How To Make a Sandwich!

    • October 3, 2015 at 7:24 pm #1711
      Tezza
      Participant
      In order to make a mouthcrackingly good tasty 19403 year old sandwich you must have the following Ingredients.

      Ingredients!
      Butter.
      Balsa Wood.
      7.4 Teeth.
      An ounce of air.
      4% of Superman’s chest hair.
      72 Squirrel souls.
      A large quantity of nothing.
      42 pounds of Shakespeare.
      Keyboards made from fish.
      Cornbread without the bread.
      A quarter of existence.
      And one kilo of freshly shoveled H2O in frozen form.

      Making the Sandwich!
      1.You must take the butter on a long walk down a beach telling it tales of misfortune souls in order to gain its trust, once you gain it’s trust only then will it open its inner essence so that you may extract its vile soul to add to your meal.

      2. Invade the lands of the Balsa wood Empire, attacking their leader will lead to a hidden cave filled with their young. Once you reach this point you must clack your fingers 4 times and shout “I AM A SNAIL”, upon screeching this phrase all balsa wood children will turn into pure steel balsa styled wood frame which is perfect for the sandwich.

      3. The teeth you must extract from baby crocodilian people from the top of Mount Hooooooooooo! Once you reach the peak you must extract them with a toothpick made of rubber rocks, getting the .4 of a tooth is the hardest part for an obsidian fragment must be used to receive it.

      4. Using a 5ft net made of spiders you must flail widely in order to scare oxygen into an ounce state, only then may you use a square circle to get the ounce into a pocket dimension for later use in your sandwich.
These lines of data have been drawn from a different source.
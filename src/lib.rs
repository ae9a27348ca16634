pub mod application;
pub mod cli;
pub mod domain;
pub mod infrastructure;

use crate::application::evaluation::EvaluationService;
use crate::application::planner::{Planner, PlanningOutcome};
use crate::application::recommendations::{GarbageCollection, RecommendationsUseCase, RetryOutcome};
use crate::domain::entities::plan_view::PlanView;
use crate::domain::entities::recommendation::Recommendation;
use crate::domain::error::DomainError;
use crate::domain::ports::clock::Clock;
use crate::domain::ports::progress::ProgressReporter;
use crate::domain::ports::recommendation_repository::{PendingCounts, RecommendationRepository};
use crate::domain::values::context::OpportunityContext;
use crate::domain::values::planner_config::PlannerConfiguration;
use crate::domain::values::trade_side::TradeSide;
use crate::infrastructure::clock::SystemClock;
use crate::infrastructure::memory::recommendation_repo::InMemoryRecommendationRepo;
use crate::infrastructure::settings::PlannerSettings;
use crate::infrastructure::sqlite::migrations::run_migrations;
use crate::infrastructure::sqlite::recommendation_repo::SqliteRecommendationRepo;
use chrono::Duration;
use rusqlite::Connection;
use std::sync::Arc;
use tokio_util::sync::CancellationToken;

pub struct HolisticPlanner {
    planner: Planner,
    recommendations_uc: RecommendationsUseCase,
}

impl HolisticPlanner {
    /// Opens the backend named by `settings.db_path`; `:memory:` selects the
    /// map-backed store.
    pub fn new(settings: &PlannerSettings) -> Result<Self, DomainError> {
        let clock: Arc<dyn Clock> = Arc::new(SystemClock);
        let repo: Arc<dyn RecommendationRepository> = if settings.is_in_memory() {
            Arc::new(InMemoryRecommendationRepo::new(clock, settings.audit_capacity))
        } else {
            Arc::new(open_sqlite(&settings.db_path, clock, settings.audit_capacity)?)
        };
        Self::with_repository(repo, settings)
    }

    pub fn in_memory() -> Result<Self, DomainError> {
        Self::new(&PlannerSettings::in_memory())
    }

    pub fn with_repository(
        repo: Arc<dyn RecommendationRepository>,
        settings: &PlannerSettings,
    ) -> Result<Self, DomainError> {
        let evaluator = EvaluationService::new(settings.workers)?;
        Ok(Self {
            planner: Planner::new(evaluator),
            recommendations_uc: RecommendationsUseCase::new(repo, settings.max_retries),
        })
    }

    /// Runs the planner without persisting anything.
    pub fn create_plan(
        &self,
        ctx: &OpportunityContext,
        config: &PlannerConfiguration,
        cancel: &CancellationToken,
        progress: Option<&dyn ProgressReporter>,
    ) -> Result<PlanningOutcome, DomainError> {
        self.planner.create_plan(ctx, config, cancel, progress)
    }

    /// Runs the planner and replaces the pending recommendations with the new
    /// plan. A failed run leaves the stored plan untouched.
    pub fn plan(
        &self,
        ctx: &OpportunityContext,
        config: &PlannerConfiguration,
        cancel: &CancellationToken,
        progress: Option<&dyn ProgressReporter>,
    ) -> Result<PlanningOutcome, DomainError> {
        let outcome = self.planner.create_plan(ctx, config, cancel, progress)?;
        self.recommendations_uc.store_outcome(&outcome)?;
        Ok(outcome)
    }

    pub fn evaluation_workers(&self) -> usize {
        self.planner.evaluator().workers()
    }

    // Delegating methods
    pub fn plan_view(&self, starting_cash_eur: f64) -> Result<PlanView, DomainError> {
        self.recommendations_uc.plan_view(starting_cash_eur)
    }

    pub fn pending(&self, limit: i64) -> Result<Vec<Recommendation>, DomainError> {
        self.recommendations_uc.pending(limit)
    }

    pub fn counts(&self) -> Result<PendingCounts, DomainError> {
        self.recommendations_uc.counts()
    }

    pub fn recommendation(&self, uuid: &str) -> Result<Recommendation, DomainError> {
        self.recommendations_uc.get(uuid)
    }

    pub fn record_execution(&self, symbol: &str, side: TradeSide, portfolio_hash: &str) -> Result<usize, DomainError> {
        self.recommendations_uc.record_execution(symbol, side, portfolio_hash)
    }

    pub fn record_failure(&self, uuid: &str, reason: &str) -> Result<RetryOutcome, DomainError> {
        self.recommendations_uc.record_failure(uuid, reason)
    }

    pub fn dismiss(&self, portfolio_hash: Option<&str>) -> Result<usize, DomainError> {
        self.recommendations_uc.dismiss(portfolio_hash)
    }

    pub fn collect_garbage(&self, max_age: Duration) -> Result<GarbageCollection, DomainError> {
        self.recommendations_uc.collect_garbage(max_age)
    }
}

/// Opens (and migrates) a sqlite recommendation store at `db_path`.
pub fn open_sqlite(
    db_path: &str,
    clock: Arc<dyn Clock>,
    audit_capacity: usize,
) -> Result<SqliteRecommendationRepo, DomainError> {
    let conn = Connection::open(db_path).map_err(|e| DomainError::Database(format!("DB error: {e}")))?;
    conn.pragma_update(None, "journal_mode", "WAL")
        .map_err(|e| DomainError::Database(format!("WAL error: {e}")))?;
    run_migrations(&conn)?;
    Ok(SqliteRecommendationRepo::new(conn, clock, audit_capacity))
}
      5. Seducing Superman is the best way of getting near enough to slice 4% of his chest hair from his body, upon getting close to him you must use a serrated dishboard to cut through his ego and snatch his filthy rainbow body hair!

      6. A large wood chipper is a great way of getting the 72 squirrel souls you need, just be sure to place a large death beacon on your head and grumble as you wriggle madly to the sounds of their screams.

      7. Clap your hands at the speed of fast and then headbutt yourself in order to create a space of nothingness, then put it in your eye and save it for the final steps.

      8. This step is rather difficult, you must bend the reality of time and break through your own reflection to find a poetic resemblance of Shakespeare himself, once you crush him under the hammer of thor use a steel bug catcher to get 42 pounds of his essence and place it within a box made of thunder.

      9. Simply carve a keyboard shape into air and slam fish into it until you get the desired fishy keyboard, then slap your siblings for extra spice!

      10. Punch cornbread repeatedly in the face until the bread begins to cry, then insult it constantly until it literally collapses upon itself sucking the entire universe into it leaving nothing but corn floating within your very core, use a pair of tweezers to extract it.

      11. Widen your arms and fling yourself into space at the speed of snailspeed, then collapse yourself and wiggle like some kind of weird amphibious dolphin and take a chunk of everything. Slam it all together and you got yourself a chunk of existence!

      12. The final ingredient must be stolen from The Museum of Blankets, shoveling it madly into a hole in a hole is the best extraction point.

      Final Step
      Slaughter an entire field of baby carrots and sacrifice their souls to the God of Scrublands thus creating a spacial indifference where you may enter the Null Void. Here the rules of creation no longer function and where you may begin forging the sandwich in the Nexus Voidforge. Using an exact replica of a magazine made from 7 different pages of a tome that was destroyed by a midget in a suit of flowers, you must pound each ingredient into the plate on which you want your sandwich, in the final stages of creation an extremely bright light burning at 4235954 Fahrenheit will appear and freeze you in place preventing you from completing your sandwich. In order to beat the light you must think of Neo and begin imagining the taste, texture and shape of the godlike sandwich. Your thought will make the void collapse and you will awaken with your sandwich in your hands, Eat the sandwich and absorb the infinite knowledge of the universe before you implode into your sock.

      I hope you enjoy your sandwich!